Take Shelter Movie Review
Directed by Jeff Nichols, starring Michael Shannon, Jessica Chastain, Shea Whigham, Kathy Baker.
By:stacilayne
Updated: 11-06-2011
I've seen two truly terrific apocalyptic thrillers in the horror vein this year. Melancholia's end of days rabble-rouser is John, played with giddy madness by Kiefer Sutherland. He meticulously and almost gleefully measures the steady approach of a mysterious new planet that's about to collide with Earth and obliterate us all. Construction worker Curtis LaForche, Take Shelter's preoccupied prophet, is played with contemplative dread by Michael Shannon. Both performances and both films are searingly memorable, but in very different ways and employing opposing approaches. In Melancholia, there is no doubt our existence is in grave jeopardy. In Take Shelter, we do not know if Curtis is a modern day, one-off Nostradamus, or if he is simply succumbing to the chilling effects of mental illness.
 
Signs point to the latter, especially when Curtis visits his schizophrenic mother (Kathy Baker, so superb and so underrated) in the confines of her hospital suite, trying to narrow down the possibilities for the strange, scary visions he's been having. Visions of
the family dog attacking him while he's with his young daughter; visions of a sky whose storm-clouds bleed viscous raindrops; visions of zombie hordes shattering the windows of his truck and tearing him to shreds. Although the signs do seem to point to a rapidly vanishing mental hold on reality, throughout the film we are given just enough reasons from writer/director Jeff Nichols to care about Curtis and to give him the benefit of our doubt.
 
At first, Curtis tries to conceal his distress from his sweet, homey spouse Samantha (played by the ubiquitous Jessica Chastain, who's in 7 2011 films as opposed to Ryan Gosling's paltry 3).
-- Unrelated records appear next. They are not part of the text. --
//! OpenAI API provider implementation.

use std::time::Instant;

use async_trait::async_trait;
use serde::{Deserialize, Serialize};
use serde_json::Value;
use tracing::instrument;

use gradewell_core::traits::{
    GenerateRequest, GenerateResponse, LlmProvider, ModelInfo, TokenUsage,
};

use crate::error::ProviderError;
use crate::http::{build_client, check_status, parse_error, send_error};

const DEFAULT_BASE_URL: &str = "https://api.openai.com";
const DEFAULT_TIMEOUT_SECS: u64 = 120;
const SCHEMA_NAME: &str = "grading_result";

/// OpenAI-compatible API provider.
pub struct OpenAiProvider {
    api_key: String,
    base_url: String,
    org_id: Option<String>,
    timeout_secs: u64,
    client: reqwest::Client,
}

impl OpenAiProvider {
    pub fn new(
        api_key: &str,
        base_url: Option<String>,
        org_id: Option<String>,
    ) -> anyhow::Result<Self> {
        Ok(Self {
            api_key: api_key.to_string(),
            base_url: base_url.unwrap_or_else(|| DEFAULT_BASE_URL.to_string()),
            org_id,
            timeout_secs: DEFAULT_TIMEOUT_SECS,
            client: build_client(DEFAULT_TIMEOUT_SECS)?,
        })
    }

    pub fn with_timeout(mut self, timeout_secs: u64) -> anyhow::Result<Self> {
        self.client = build_client(timeout_secs)?;
        self.timeout_secs = timeout_secs;
        Ok(self)
    }
}

#[derive(Serialize)]
struct OpenAiRequest {
    model: String,
    max_tokens: u32,
    temperature: f64,
    messages: Vec<OpenAiMessage>,
    #[serde(skip_serializing_if = "Option::is_none")]
    response_format: Option<ResponseFormat>,
}

#[derive(Serialize)]
struct OpenAiMessage {
    role: String,
    content: String,
}

#[derive(Serialize)]
struct ResponseFormat {
    #[serde(rename = "type")]
    kind: &'static str,
    json_schema: JsonSchemaFormat,
}

#[derive(Serialize)]
struct JsonSchemaFormat {
    name: &'static str,
    strict: bool,
    schema: Value,
}

#[derive(Deserialize)]
struct OpenAiResponse {
    choices: Vec<OpenAiChoice>,
    #[serde(default)]
    usage: OpenAiUsage,
    model: String,
}

#[derive(Deserialize)]
struct OpenAiChoice {
    message: OpenAiChoiceMessage,
}

#[derive(Deserialize)]
struct OpenAiChoiceMessage {
    #[serde(default)]
    content: Option<String>,
    #[serde(default)]
    refusal: Option<String>,
}

#[derive(Deserialize, Default)]
struct OpenAiUsage {
    #[serde(default)]
    prompt_tokens: u32,
    #[serde(default)]
    completion_tokens: u32,
    #[serde(default)]
    total_tokens: u32,
}

#[async_trait]
impl LlmProvider for OpenAiProvider {
    fn name(&self) -> &str {
        "openai"
    }

    #[instrument(skip(self, request), fields(model = %request.model))]
    async fn generate(&self, request: &GenerateRequest) -> anyhow::Result<GenerateResponse> {
        let start = Instant::now();

        let mut messages = Vec::with_capacity(2);
        if let Some(system) = &request.system_prompt {
            messages.push(OpenAiMessage {
                role: "system".to_string(),
                content: system.clone(),
            });
        }
        messages.push(OpenAiMessage {
            role: "user".to_string(),
            content: request.prompt.clone(),
        });

        let body = OpenAiRequest {
            model: request.model.clone(),
            max_tokens: request.max_tokens,
            temperature: request.temperature,
            messages,
            response_format: request.response_schema.as_ref().map(|schema| ResponseFormat {
                kind: "json_schema",
                json_schema: JsonSchemaFormat {
                    name: SCHEMA_NAME,
                    strict: true,
                    schema: schema.clone(),
                },
            }),
        };

        let mut req = self
            .client
            .post(format!("{}/v1/chat/completions", self.base_url))
            .header("Authorization", format!("Bearer {}", self.api_key))
            .header("content-type", "application/json");

        if let Some(org) = &self.org_id {
            req = req.header("OpenAI-Organization", org);
        }

        let response = req
            .json(&body)
            .send()
            .await
            .map_err(|e| send_error(e, self.timeout_secs))?;

        let response = check_status(response, &request.model).await?;
        let api_response: OpenAiResponse = response.json().await.map_err(parse_error)?;

        let latency_ms = start.elapsed().as_millis() as u64;
        let message = api_response
            .choices
            .into_iter()
            .next()
            .map(|c| c.message)
            .ok_or_else(|| ProviderError::InvalidResponse("response has no choices".into()))?;
        if let Some(refusal) = message.refusal {
            return Err(ProviderError::InvalidResponse(format!("model refused: {refusal}")).into());
        }

        Ok(GenerateResponse {
            content: message.content.unwrap_or_default(),
            model: api_response.model,
            token_usage: TokenUsage {
                prompt_tokens: api_response.usage.prompt_tokens,
                completion_tokens: api_response.usage.completion_tokens,
                total_tokens: api_response.usage.total_tokens,
            },
            latency_ms,
        })
    }

    fn available_models(&self) -> Vec<ModelInfo> {
        vec![
            ModelInfo {
                id: "gpt-4.1".into(),
                name: "GPT-4.1".into(),
                provider: "openai".into(),
                max_context: 1_000_000,
            },
            ModelInfo {
                id: "gpt-4.1-mini".into(),
                name: "GPT-4.1 Mini".into(),
                provider: "openai".into(),
                max_context: 1_000_000,
            },
            ModelInfo {
                id: "gpt-4.1-nano".into(),
                name: "GPT-4.1 Nano".into(),
                provider: "openai".into(),
                max_context: 1_000_000,
            },
        ]
    }
}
His deaf daughter, Hannah (Tova Stewart, making her debut here and doing so flawlessly), is the focus of the family and always has been, so when Curtis' needs become special also, he's embarrassed and too humbled to admit it. However, unlike many fictional characters who're plagued with grand-scale apocalyptic waking dreams, Curtis doesn't just roll with it and start making a bomb shelter. …Well, he does build the underground bunker, but he's also portrayed as reasonable and astute when he's shown seeking medical attention as best he can on the sly.
 
The persistence and pervading evil of the hallucinations (which we are privy to, nudging Take Shelter into the horror.com camp), eventually become too intense for Curtis to shun. Samantha, their family friends, and Curtis' concerned coworkers begin to notice something is terribly wrong with the man they thought they knew. Meanwhile a storm, a real one, gathers… Perhaps Curtis is not insane, after all.
 
As with actual calms before tempests, there is heavy menace poised in the silences. The Take Shelter architects (Nichols, and DP Adam Stone) build suspense and buoy anxiety through suppression, nuance, and reflection. As these breezes shift, the actors soar with them — all are up to the task, but this truly is Shannon's perfect storm.